→ EXERCISE GOAL: All of the data, from the first line to the last, should be reproduced without alteration.

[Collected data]
========
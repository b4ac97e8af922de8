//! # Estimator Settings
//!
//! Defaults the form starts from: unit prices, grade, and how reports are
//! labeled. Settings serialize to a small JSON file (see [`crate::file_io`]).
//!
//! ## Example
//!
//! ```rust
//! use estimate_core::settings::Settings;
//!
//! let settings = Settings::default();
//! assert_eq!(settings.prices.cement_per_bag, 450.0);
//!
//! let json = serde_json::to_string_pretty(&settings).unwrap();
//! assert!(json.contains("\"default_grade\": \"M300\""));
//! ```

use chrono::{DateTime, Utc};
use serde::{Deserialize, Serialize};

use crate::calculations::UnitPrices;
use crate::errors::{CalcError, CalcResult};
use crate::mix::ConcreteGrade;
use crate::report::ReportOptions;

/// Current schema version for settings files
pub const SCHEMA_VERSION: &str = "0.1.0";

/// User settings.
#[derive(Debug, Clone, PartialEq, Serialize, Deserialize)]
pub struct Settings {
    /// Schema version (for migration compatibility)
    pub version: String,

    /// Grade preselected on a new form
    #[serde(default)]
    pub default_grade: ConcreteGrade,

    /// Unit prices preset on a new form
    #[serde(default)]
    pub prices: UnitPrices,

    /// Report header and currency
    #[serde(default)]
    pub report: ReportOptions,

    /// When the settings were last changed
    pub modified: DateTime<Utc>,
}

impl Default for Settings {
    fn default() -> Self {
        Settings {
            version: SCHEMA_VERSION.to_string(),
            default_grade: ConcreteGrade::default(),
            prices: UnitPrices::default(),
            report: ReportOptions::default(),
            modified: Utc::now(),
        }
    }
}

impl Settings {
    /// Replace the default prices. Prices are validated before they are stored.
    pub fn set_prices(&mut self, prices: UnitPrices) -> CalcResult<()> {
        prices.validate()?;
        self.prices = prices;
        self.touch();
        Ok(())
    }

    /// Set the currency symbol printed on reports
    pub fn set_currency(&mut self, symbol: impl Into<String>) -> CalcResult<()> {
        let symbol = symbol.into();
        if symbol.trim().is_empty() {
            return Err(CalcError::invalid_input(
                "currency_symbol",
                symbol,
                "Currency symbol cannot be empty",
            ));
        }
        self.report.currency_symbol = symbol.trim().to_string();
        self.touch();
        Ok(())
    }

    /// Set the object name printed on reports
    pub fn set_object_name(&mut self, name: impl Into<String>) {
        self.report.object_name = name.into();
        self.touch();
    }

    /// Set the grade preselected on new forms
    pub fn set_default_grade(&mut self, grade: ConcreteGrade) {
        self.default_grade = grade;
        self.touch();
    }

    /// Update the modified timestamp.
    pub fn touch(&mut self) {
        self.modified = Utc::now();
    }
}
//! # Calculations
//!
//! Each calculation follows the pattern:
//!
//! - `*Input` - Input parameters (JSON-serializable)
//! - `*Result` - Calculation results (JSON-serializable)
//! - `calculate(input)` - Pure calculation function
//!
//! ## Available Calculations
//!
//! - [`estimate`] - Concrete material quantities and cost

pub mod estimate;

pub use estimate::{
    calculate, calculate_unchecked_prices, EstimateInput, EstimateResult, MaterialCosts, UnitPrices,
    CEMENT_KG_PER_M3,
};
========
→ FINISHED TASK:
repository b4ac97e8af922de8
//! # Estimator Settings
//!
//! Defaults the form starts from: unit prices, grade, and how reports are
//! labeled. Settings serialize to a small JSON file (see [`crate::file_io`]).
//!
//! ## Example
//!
//! ```rust
//! use estimate_core::settings::Settings;
//!
//! let settings = Settings::default();
//! assert_eq!(settings.prices.cement_per_bag, 450.0);
//!
//! let json = serde_json::to_string_pretty(&settings).unwrap();
//! assert!(json.contains("\"default_grade\": \"M300\""));
//! ```

use chrono::{DateTime, Utc};
use serde::{Deserialize, Serialize};

use crate::calculations::UnitPrices;
use crate::errors::{CalcError, CalcResult};
use crate::mix::ConcreteGrade;
use crate::report::ReportOptions;

/// Current schema version for settings files
pub const SCHEMA_VERSION: &str = "0.1.0";

/// User settings.
#[derive(Debug, Clone, PartialEq, Serialize, Deserialize)]
pub struct Settings {
    /// Schema version (for migration compatibility)
    pub version: String,

    /// Grade preselected on a new form
    #[serde(default)]
    pub default_grade: ConcreteGrade,

    /// Unit prices preset on a new form
    #[serde(default)]
    pub prices: UnitPrices,

    /// Report header and currency
    #[serde(default)]
    pub report: ReportOptions,

    /// When the settings were last changed
    pub modified: DateTime<Utc>,
}

impl Default for Settings {
    fn default() -> Self {
        Settings {
            version: SCHEMA_VERSION.to_string(),
            default_grade: ConcreteGrade::default(),
            prices: UnitPrices::default(),
            report: ReportOptions::default(),
            modified: Utc::now(),
        }
    }
}

impl Settings {
    /// Replace the default prices. Prices are validated before they are stored.
    pub fn set_prices(&mut self, prices: UnitPrices) -> CalcResult<()> {
        prices.validate()?;
        self.prices = prices;
        self.touch();
        Ok(())
    }

    /// Set the currency symbol printed on reports
    pub fn set_currency(&mut self, symbol: impl Into<String>) -> CalcResult<()> {
        let symbol = symbol.into();
        if symbol.trim().is_empty() {
            return Err(CalcError::invalid_input(
                "currency_symbol",
                symbol,
                "Currency symbol cannot be empty",
            ));
        }
        self.report.currency_symbol = symbol.trim().to_string();
        self.touch();
        Ok(())
    }

    /// Set the object name printed on reports
    pub fn set_object_name(&mut self, name: impl Into<String>) {
        self.report.object_name = name.into();
        self.touch();
    }

    /// Set the grade preselected on new forms
    pub fn set_default_grade(&mut self, grade: ConcreteGrade) {
        self.default_grade = grade;
        self.touch();
    }

    /// Update the modified timestamp.
    pub fn touch(&mut self) {
        self.modified = Utc::now();
    }
}
//! # Calculations
//!
//! Each calculation follows the pattern:
//!
//! - `*Input` - Input parameters (JSON-serializable)
//! - `*Result` - Calculation results (JSON-serializable)
//! - `calculate(input)` - Pure calculation function
//!
//! ## Available Calculations
//!
//! - [`estimate`] - Concrete material quantities and cost

pub mod estimate;

pub use estimate::{
    calculate, calculate_unchecked_prices, EstimateInput, EstimateResult, MaterialCosts, UnitPrices,
    CEMENT_KG_PER_M3,
};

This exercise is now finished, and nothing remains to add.